Responsibility #5: Determine Product Pricing Strategy
By Michael Colemere and Candianne Haacke
Steps to Private and Public Sector Pricing
For a product manager, setting and maintaining a pricing strategy can consume a great deal of time and effort for both private and public sectors. With the industry recognizing over 20 types of pricing strategies, it can be difficult for a product manager to know where to start. Without over-engineering it, following three steps will help product managers determine their pricing strategy.
Gather data. The product pricing strategy is part of the overall product strategy. Its effects extend beyond the cost of the product and imply value. The more product managers know about their customers, the more likely they will be able to understand perceived value and maximize profitability. Assuming similar products are on the market, existing data is already available. Review competitor pricing. Identify profit margins. Determine which customers are likely to generate the most profit. Form a small pricing team that can help collect, process, and discuss data. Engage with the team regularly to learn from mistakes and avoid a “set it and forget it” pricing model.

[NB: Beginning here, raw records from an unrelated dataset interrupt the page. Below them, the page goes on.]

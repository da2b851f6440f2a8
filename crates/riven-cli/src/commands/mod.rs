pub mod auth;
pub mod config;
pub mod garden;
pub mod streak;

use std::sync::Arc;

use riven_core::storage::{Config, Database, SyncBackend};
use riven_core::{
    HttpGateway, LocalGateway, MemoryGateway, PersistenceGateway, StaticAuth, StreakEngine,
    StreakSession, SystemClock,
};

/// Build a session for the configured account and load its state.
///
/// Signed-out users get an inert session backed by an empty in-memory
/// gateway.
pub(crate) async fn open_session(
    config: &Config,
) -> Result<StreakSession<SystemClock>, Box<dyn std::error::Error>> {
    let user = config.signed_in_user();
    let gateway: Arc<dyn PersistenceGateway> = match user {
        None => Arc::new(MemoryGateway::new()),
        Some(user) => match config.sync.backend {
            SyncBackend::Local => Arc::new(LocalGateway::new(Database::open()?, user)),
            SyncBackend::Http => {
                let base_url = config
                    .sync
                    .base_url
                    .as_deref()
                    .ok_or("sync.base_url is required for the http backend")?;
                Arc::new(HttpGateway::new(base_url, config.sync.token.clone())?)
            }
        },
    };

    tracing::debug!(
        backend = gateway.name(),
        signed_in = user.is_some(),
        "opening streak session"
    );
    let engine = StreakEngine::new(SystemClock, config.policy());
    let auth = Arc::new(StaticAuth::new(user.is_some()));
    let session = StreakSession::start(engine, gateway, auth);
    session.load().await;
    Ok(session)
}

pub(crate) fn runtime() -> std::io::Result<tokio::runtime::Runtime> {
    tokio::runtime::Builder::new_current_thread()
        .enable_all()
        .build()
}
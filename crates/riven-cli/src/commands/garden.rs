use clap::Subcommand;

use riven_core::storage::Config;

#[derive(Subcommand)]
pub enum GardenAction {
    /// Show the garden stage for the current streak
    Show {
        /// Use this streak length instead of the stored streak
        #[arg(long)]
        days: Option<u32>,
    },
    /// List every garden stage and its threshold
    Stages,
}

pub fn run(action: GardenAction) -> Result<(), Box<dyn std::error::Error>> {
    let config = Config::load()?;
    let garden = config.garden()?;

    match action {
        GardenAction::Show { days } => {
            let streak = match days {
                Some(days) => days,
                None => {
                    let runtime = super::runtime()?;
                    runtime.block_on(async {
                        let session = super::open_session(&config).await?;
                        let current = session.snapshot().current_streak;
                        session.shutdown().await;
                        Ok::<u32, Box<dyn std::error::Error>>(current)
                    })?
                }
            };
            let progress = garden.progress(streak);
            println!("{}", serde_json::to_string_pretty(&progress)?);
            match (progress.next_stage, progress.days_to_next) {
                (Some(next), Some(days)) => eprintln!(
                    "{}: {} day(s) until {}",
                    progress.stage.name, days, next.name
                ),
                _ => eprintln!("{}: fully grown", progress.stage.name),
            }
        }
        GardenAction::Stages => {
            println!("{}", serde_json::to_string_pretty(garden.stages())?);
        }
    }
    Ok(())
}
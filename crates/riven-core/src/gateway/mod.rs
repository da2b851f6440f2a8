//! Collaborators consumed by the streak session.
//!
//! A [`PersistenceGateway`] loads and saves the streak payload for the
//! signed-in user; an [`AuthGateway`] says whether anyone is signed in.
//! Implementations are stateless between calls apart from their own
//! connection handles.

mod auth;
mod http;
mod local;
mod memory;

pub use auth::{AuthGateway, StaticAuth};
pub use http::HttpGateway;
pub use local::LocalGateway;
pub use memory::MemoryGateway;

use async_trait::async_trait;

use crate::error::GatewayError;
use crate::streak::StreakStateDto;

/// Remote or local home of the streak payload.
#[async_trait]
pub trait PersistenceGateway: Send + Sync {
    /// Short name used in logs (e.g. "http", "local").
    fn name(&self) -> &str;

    /// Fetch the stored payload. `Ok(None)` means no record exists yet.
    async fn load(&self) -> Result<Option<StreakStateDto>, GatewayError>;

    /// Upsert the full payload.
    async fn save(&self, state: &StreakStateDto) -> Result<(), GatewayError>;
}
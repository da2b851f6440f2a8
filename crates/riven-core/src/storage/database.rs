//! SQLite-backed local storage.
//!
//! Provides persistent storage for:
//! - A key-value store holding the streak payload per user
//! - A log of recorded study events

use std::path::Path;

use chrono::{DateTime, Utc};
use rusqlite::{params, Connection};
use serde::{Deserialize, Serialize};

use super::data_dir;
use crate::error::DatabaseError;
use crate::events::StudyOutcome;

/// One row of the study log.
#[derive(Debug, Clone, PartialEq, Eq, Serialize, Deserialize)]
pub struct StudyLogEntry {
    pub id: i64,
    pub user: String,
    pub outcome: StudyOutcome,
    pub streak_after: u32,
    pub studied_at: DateTime<Utc>,
}

/// SQLite database for local streak storage.
pub struct Database {
    conn: Connection,
}

impl Database {
    /// Open the database at `<data_dir>/riven.db`.
    ///
    /// Creates the database file and schema if they don't exist.
    ///
    /// # Errors
    /// Returns an error if the database cannot be opened or migrated.
    pub fn open() -> Result<Self, crate::error::CoreError> {
        let path = data_dir()?.join("riven.db");
        Ok(Self::open_at(&path)?)
    }

    pub fn open_at(path: &Path) -> Result<Self, DatabaseError> {
        let conn = Connection::open(path).map_err(|source| DatabaseError::OpenFailed {
            path: path.to_path_buf(),
            source,
        })?;
        let db = Self { conn };
        db.migrate()?;
        Ok(db)
    }

    /// Open an in-memory database.
    pub fn open_memory() -> Result<Self, DatabaseError> {
        let conn = Connection::open_in_memory()?;
        let db = Self { conn };
        db.migrate()?;
        Ok(db)
    }

    fn migrate(&self) -> Result<(), rusqlite::Error> {
        self.conn.execute_batch(
            "CREATE TABLE IF NOT EXISTS kv (
                key   TEXT PRIMARY KEY,
                value TEXT NOT NULL
            );

            CREATE TABLE IF NOT EXISTS study_log (
                id           INTEGER PRIMARY KEY AUTOINCREMENT,
                user         TEXT NOT NULL,
                outcome      TEXT NOT NULL,
                streak_after INTEGER NOT NULL,
                studied_at   TEXT NOT NULL
            );

            CREATE INDEX IF NOT EXISTS idx_study_log_user_at ON study_log(user, studied_at);",
        )?;
        Ok(())
    }

    /// Get a value from the kv store.
    pub fn kv_get(&self, key: &str) -> Result<Option<String>, rusqlite::Error> {
        let mut stmt = self.conn.prepare("SELECT value FROM kv WHERE key = ?1")?;
        let result = stmt.query_row(params![key], |row| row.get::<_, String>(0));
        match result {
            Ok(v) => Ok(Some(v)),
            Err(rusqlite::Error::QueryReturnedNoRows) => Ok(None),
            Err(e) => Err(e),
        }
    }

    /// Set a value in the kv store.
    pub fn kv_set(&self, key: &str, value: &str) -> Result<(), rusqlite::Error> {
        self.conn.execute(
            "INSERT OR REPLACE INTO kv (key, value) VALUES (?1, ?2)",
            params![key, value],
        )?;
        Ok(())
    }

    /// Append a study event to the log.
    pub fn record_study(
        &self,
        user: &str,
        outcome: StudyOutcome,
        streak_after: u32,
        studied_at: DateTime<Utc>,
    ) -> Result<i64, rusqlite::Error> {
        self.conn.execute(
            "INSERT INTO study_log (user, outcome, streak_after, studied_at)
             VALUES (?1, ?2, ?3, ?4)",
            params![
                user,
                outcome_str(outcome),
                streak_after,
                studied_at.to_rfc3339()
            ],
        )?;
        Ok(self.conn.last_insert_rowid())
    }

    /// Most recent study events for `user`, newest first.
    pub fn recent_studies(
        &self,
        user: &str,
        limit: usize,
    ) -> Result<Vec<StudyLogEntry>, rusqlite::Error> {
        let mut stmt = self.conn.prepare(
            "SELECT id, user, outcome, streak_after, studied_at
             FROM study_log
             WHERE user = ?1
             ORDER BY studied_at DESC, id DESC
             LIMIT ?2",
        )?;
        let limit = i64::try_from(limit).unwrap_or(i64::MAX);
        let rows = stmt.query_map(params![user, limit], |row| {
            Ok((
                row.get::<_, i64>(0)?,
                row.get::<_, String>(1)?,
                row.get::<_, String>(2)?,
                row.get::<_, u32>(3)?,
                row.get::<_, String>(4)?,
            ))
        })?;

        let mut entries = Vec::new();
        for row in rows {
            let (id, user, outcome, streak_after, studied_at) = row?;
            let Some(outcome) = parse_outcome(&outcome) else {
                continue;
            };
            let Ok(studied_at) = DateTime::parse_from_rfc3339(&studied_at) else {
                continue;
            };
            entries.push(StudyLogEntry {
                id,
                user,
                outcome,
                streak_after,
                studied_at: studied_at.with_timezone(&Utc),
            });
        }
        Ok(entries)
    }
}

fn outcome_str(outcome: StudyOutcome) -> &'static str {
    match outcome {
        StudyOutcome::Refreshed => "refreshed",
        StudyOutcome::Started => "started",
        StudyOutcome::Extended => "extended",
    }
}

fn parse_outcome(raw: &str) -> Option<StudyOutcome> {
    match raw {
        "refreshed" => Some(StudyOutcome::Refreshed),
        "started" => Some(StudyOutcome::Started),
        "extended" => Some(StudyOutcome::Extended),
        _ => None,
    }
}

Example of a Pricing Strategy
While working at Tektronix, product manager David Monk found an innovative way of working with pricing teams. The printing market was very competitive, and conditions caused them to constantly rethink their pricing strategies. So their pricing team regularly held a “dumb ideas contest.” One of the dumb ideas was to give free black ink for life with the purchase of a printer. The reason this seemed like such a dumb idea was because black ink had the highest profit margin. Surprisingly, free black ink for life resulted in selling historic amounts of printers, which caused colored ink sales to increase, more than compensating for the lost profit from black ink revenue. From this example, we learn that pricing can be a way to change markets. Netflix similarly emerged as a result of reducing both out-of-pocket expense and time to watch a movie.
Focus on value. Don’t make the mistake of focusing on volume of sales or profitability alone. Instead, focus on consumer value. Consumers make purchasing decisions based on “worth-what-paid-for.” This is a principle taught by organizational design consultant Paul Gustavson. It means consumers find a product worth the price they paid. For example, people are willing to pay $600 to $900 for an iPhone because they feel the value is greater than or equal to the price they paid; they also feel the value is greater than competing Android options.
Companies like AT&T use this value metric to indicate customer satisfaction. With nonprofits, organizations compete for the consumer’s time, attention, and identity, but not money.
By way of example, the makers of FamilySearch (a nonprofit family history organization who aim to be the largest collection of genealogic and historical records in the world) were quick to focus on creating value. In a recent study, they learned how overwhelmed consumers were by family history. Consumers wanted family history research to be easier and to take less time. So, FamilySearch is reducing the time necessary to experience success by providing bite-sized engagements anyone could do. Some of these less-time consuming engagements include writing a story, uploading photos, reading about one ancestor, and more.
If a product is seen as valuable, it will “sell” or “be used.” Measuring value can be tough, but is certainly possible and very worthwhile.
Form three options. Once product managers know their audience and understand costs, the next step is to form three viable pricing models — one conservative, one aggressive, and one in between. Applying a Goldilocks approach to pricing will give executives options to consider (instead of relying primarily on intuition). As they consider each option, support inherently increases.
The following five rules can be used to develop successful pricing models:
· Price needs to be higher than the cost
· Consumer value needs to be higher than the price
· Price is driven by supply and demand (consumer benefit)
· The business needs to be clear on its pricing goals
· Pricing is a strategic activity not to be confused with short term offers
It’s important to note that each pricing model should be tested against sales scenarios.
Product pricing is best determined when the strategy includes stakeholder support, an understanding of consumers, and a focus on consumer value. Developing the pricing strategy is a continuous effort that is tuned and tweaked as costs and economic factors change. When product managers recognize that pricing is an indication of consumer value in the form of time, energy, and identity or money spent a successful pricing (“worth what paid for”) model can be achieved in either private or public sectors.